Бегуны - страница 67

Шрифт
Интервал

стр.

Но еще раньше — о чем Филипп рассказывал мне в связи с чудесным микроскопом, стоявшим у него на столе, — пастор порой брал его с собой в гости к одному шлифовальщику линз, дерзкому еврею, якобы проклятому сородичами, — недалеко, всего несколько миль по разъезженной дороге. Человек этот снимал комнаты в каменном доме и производил столь необыкновенное впечатление, что каждая такая поездка становилась для Ферейена событием, хоть он и был слишком молод, чтобы участвовать в беседах, из которых, впрочем, мало что понимал. Одевался шлифовальщик экзотически и несколько чудаковато: длинное платье, а на голове — высокая шапка, которую он никогда не снимал. Он напоминал черточку, вертикальную стрелку, — рассказывал мне Филипп и шутил: мол, поставь этого чудака в поле — вышли бы отличные солнечные часы. У этого еврея собирались разные люди: купцы, студенты и профессора, — все усаживались за деревянный стол под большой вербой и вели бесконечные споры. Время от времени хозяин или кто-нибудь из гостей прочитывал лекцию, которая тут же вызывала новые споры. По воспоминаниям Филиппа, хозяин дома говорил так, словно читал по писаному, — плавно, без запинок. Он виртуозно выстраивал длинные фразы, смысл которых ускользал от маленького мальчика. Пастор всегда приносил что-нибудь из еды. Хозяин угощал гостей вином, которое щедро разбавлял водой. Вот и все, что запомнилось Филиппу, а Спиноза навсегда остался для него Учителем, которого он со страстью читал и с которым со страстью же спорил. Кто знает, не это ли знакомство с силой мысли и потребностью проникнуть в суть явлений подтолкнули молодого Филиппа к изучению теологии в Лейденском университете.

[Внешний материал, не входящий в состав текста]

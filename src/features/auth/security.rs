use bcrypt::{BcryptError, hash, verify};

/// Salted bcrypt hash of `password` at the given cost.
pub fn hash_password(password: &str, cost: u32) -> Result<String, BcryptError> {
    hash(password, cost)
}

pub fn verify_password(password: &str, stored_hash: &str) -> Result<bool, BcryptError> {
    verify(password, stored_hash)
}

#[cfg(test)]
mod tests {
    use super::*;

    #[test]
    fn hash_verifies_only_the_original_password() {
        let hashed = hash_password("correct horse", 4).unwrap();
        assert_ne!(hashed, "correct horse");
        assert!(verify_password("correct horse", &hashed).unwrap());
        assert!(!verify_password("battery staple", &hashed).unwrap());
    }

    #[test]
    fn hashes_are_salted() {
        let first = hash_password("correct horse", 4).unwrap();
        let second = hash_password("correct horse", 4).unwrap();
        assert_ne!(first, second);
    }

    #[test]
    fn malformed_hash_is_an_error() {
        assert!(verify_password("anything", "not-a-bcrypt-hash").is_err());
    }
}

Я убежден, что нам не дано постичь свою судьбу, создаваемую движениями божественного резца по ту сторону бытия. Она является нам лишь в доступной человеку форме — черным по белому. Бог же пишет левой рукой, зеркальным почерком.

На втором курсе, майским вечером 1676 года Филипп поднимался по узкой лестнице на свой второй этаж, который снимал у одной вдовы, и напоролся на гвоздь: порвал брюки и — что обнаружилось лишь на следующий день — слегка задел голень. На коже остался красный след от острия гвоздя, полоска длиной в несколько сантиметров, царапина, инкрустированная капельками крови, — неосторожное движение гравера по нежному человеческому телу. Через несколько дней у Филиппа поднялась температура.

Когда вдова наконец вызвала врача, оказалось, что в небольшую рану попала инфекция: края опухли и приобрели багрово-красный цвет. Врач прописал компрессы и бульон для общего укрепления организма, но назавтра стало ясно, что воспалительный процесс не остановить и ногу придется отнять под коленом.

— Всякую неделю что-нибудь кому-нибудь ампутирую. У тебя еще вторая нога есть, — якобы утешал Филиппа медик, впоследствии его друг, мой дядя Дирк Керкринк[81], для которого Ферейен недавно выполнил несколько анатомических гравюр. — Сделаем тебе деревянный протез — будешь жить как жил, разве что шуму производить немного больше.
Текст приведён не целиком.